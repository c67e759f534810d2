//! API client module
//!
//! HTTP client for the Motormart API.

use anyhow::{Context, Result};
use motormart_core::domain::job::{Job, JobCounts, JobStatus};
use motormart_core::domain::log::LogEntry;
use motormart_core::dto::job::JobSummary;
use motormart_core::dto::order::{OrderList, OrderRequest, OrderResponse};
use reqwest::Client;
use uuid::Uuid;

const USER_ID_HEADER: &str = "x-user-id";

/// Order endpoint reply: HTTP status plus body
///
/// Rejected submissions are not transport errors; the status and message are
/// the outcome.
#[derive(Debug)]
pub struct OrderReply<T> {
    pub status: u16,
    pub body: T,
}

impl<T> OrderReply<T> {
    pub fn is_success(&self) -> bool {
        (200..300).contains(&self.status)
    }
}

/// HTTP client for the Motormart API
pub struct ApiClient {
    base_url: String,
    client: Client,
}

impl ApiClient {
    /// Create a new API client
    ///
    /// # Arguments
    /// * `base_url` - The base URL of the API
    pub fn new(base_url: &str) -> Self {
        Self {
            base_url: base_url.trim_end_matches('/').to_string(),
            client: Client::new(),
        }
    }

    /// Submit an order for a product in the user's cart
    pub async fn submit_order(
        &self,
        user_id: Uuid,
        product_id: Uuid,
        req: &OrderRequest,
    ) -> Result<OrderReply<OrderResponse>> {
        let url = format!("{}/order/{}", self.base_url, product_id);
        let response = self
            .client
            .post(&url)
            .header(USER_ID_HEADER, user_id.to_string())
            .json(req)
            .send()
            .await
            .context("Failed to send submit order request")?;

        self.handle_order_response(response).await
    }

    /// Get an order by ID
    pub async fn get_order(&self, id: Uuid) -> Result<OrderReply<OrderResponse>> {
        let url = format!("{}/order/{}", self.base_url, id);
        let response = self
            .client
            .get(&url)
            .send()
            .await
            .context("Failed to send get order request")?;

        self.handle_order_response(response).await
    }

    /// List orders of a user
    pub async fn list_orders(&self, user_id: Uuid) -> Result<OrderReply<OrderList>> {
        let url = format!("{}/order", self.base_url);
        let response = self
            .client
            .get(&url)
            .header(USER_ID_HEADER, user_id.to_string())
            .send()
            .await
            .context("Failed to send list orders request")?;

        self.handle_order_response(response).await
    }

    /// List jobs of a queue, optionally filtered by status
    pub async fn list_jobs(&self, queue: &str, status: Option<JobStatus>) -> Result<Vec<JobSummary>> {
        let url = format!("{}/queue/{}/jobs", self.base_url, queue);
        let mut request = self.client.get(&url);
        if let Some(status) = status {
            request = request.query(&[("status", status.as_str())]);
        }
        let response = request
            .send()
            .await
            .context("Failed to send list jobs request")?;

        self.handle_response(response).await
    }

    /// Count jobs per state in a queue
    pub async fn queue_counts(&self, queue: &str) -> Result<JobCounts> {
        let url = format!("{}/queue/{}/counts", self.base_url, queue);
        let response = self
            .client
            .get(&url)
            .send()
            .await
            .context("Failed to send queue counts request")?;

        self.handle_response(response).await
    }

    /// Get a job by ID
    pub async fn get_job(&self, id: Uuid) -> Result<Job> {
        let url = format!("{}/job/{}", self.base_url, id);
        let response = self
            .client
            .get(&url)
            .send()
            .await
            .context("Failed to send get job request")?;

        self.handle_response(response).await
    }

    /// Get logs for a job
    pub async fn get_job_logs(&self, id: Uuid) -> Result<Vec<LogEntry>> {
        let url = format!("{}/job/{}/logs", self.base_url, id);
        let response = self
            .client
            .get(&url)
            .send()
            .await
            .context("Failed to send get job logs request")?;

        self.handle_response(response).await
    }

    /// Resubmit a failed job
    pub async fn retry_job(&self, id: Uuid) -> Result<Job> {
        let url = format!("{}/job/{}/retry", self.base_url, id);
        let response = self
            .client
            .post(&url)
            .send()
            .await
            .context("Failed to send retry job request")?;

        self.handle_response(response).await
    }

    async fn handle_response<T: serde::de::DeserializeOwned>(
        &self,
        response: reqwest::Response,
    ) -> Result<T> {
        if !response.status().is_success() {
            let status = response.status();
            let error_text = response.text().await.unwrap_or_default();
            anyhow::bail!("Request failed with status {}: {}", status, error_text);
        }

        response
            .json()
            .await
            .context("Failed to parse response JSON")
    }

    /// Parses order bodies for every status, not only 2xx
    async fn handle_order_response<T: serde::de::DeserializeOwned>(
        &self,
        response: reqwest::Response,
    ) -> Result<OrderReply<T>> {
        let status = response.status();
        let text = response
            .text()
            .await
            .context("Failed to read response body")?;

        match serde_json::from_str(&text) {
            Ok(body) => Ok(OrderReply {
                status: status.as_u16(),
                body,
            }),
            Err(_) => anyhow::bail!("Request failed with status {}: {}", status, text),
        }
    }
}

==

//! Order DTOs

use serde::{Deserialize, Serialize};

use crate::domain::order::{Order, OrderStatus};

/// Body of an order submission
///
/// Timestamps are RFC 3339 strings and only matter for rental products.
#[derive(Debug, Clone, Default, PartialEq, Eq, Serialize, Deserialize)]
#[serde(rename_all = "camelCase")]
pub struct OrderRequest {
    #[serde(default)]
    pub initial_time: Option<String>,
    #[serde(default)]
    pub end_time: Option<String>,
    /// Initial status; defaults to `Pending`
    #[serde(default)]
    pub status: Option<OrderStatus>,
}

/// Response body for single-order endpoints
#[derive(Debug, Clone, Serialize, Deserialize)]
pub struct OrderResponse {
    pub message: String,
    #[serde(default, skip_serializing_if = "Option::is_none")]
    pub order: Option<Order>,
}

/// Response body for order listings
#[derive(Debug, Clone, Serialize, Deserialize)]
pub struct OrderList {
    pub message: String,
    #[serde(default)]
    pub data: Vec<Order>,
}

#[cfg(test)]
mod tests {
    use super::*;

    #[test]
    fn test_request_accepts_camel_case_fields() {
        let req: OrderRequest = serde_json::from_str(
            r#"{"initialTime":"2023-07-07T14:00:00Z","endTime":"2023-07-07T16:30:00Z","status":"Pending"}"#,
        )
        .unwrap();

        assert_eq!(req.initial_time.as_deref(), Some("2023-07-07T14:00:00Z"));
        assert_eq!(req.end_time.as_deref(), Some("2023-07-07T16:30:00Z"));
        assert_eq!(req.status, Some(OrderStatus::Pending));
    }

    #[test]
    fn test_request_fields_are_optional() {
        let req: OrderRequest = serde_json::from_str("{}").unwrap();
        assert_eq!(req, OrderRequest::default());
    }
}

- [WORK TO COMPLETE] Once you have located every line with the word "anyhow" in the material above, list those lines.

- [ANSWER]
use anyhow::{Context, Result};
            anyhow::bail!("Request failed with status {}: {}", status, error_text);
            Err(_) => anyhow::bail!("Request failed with status {}: {}", status, text),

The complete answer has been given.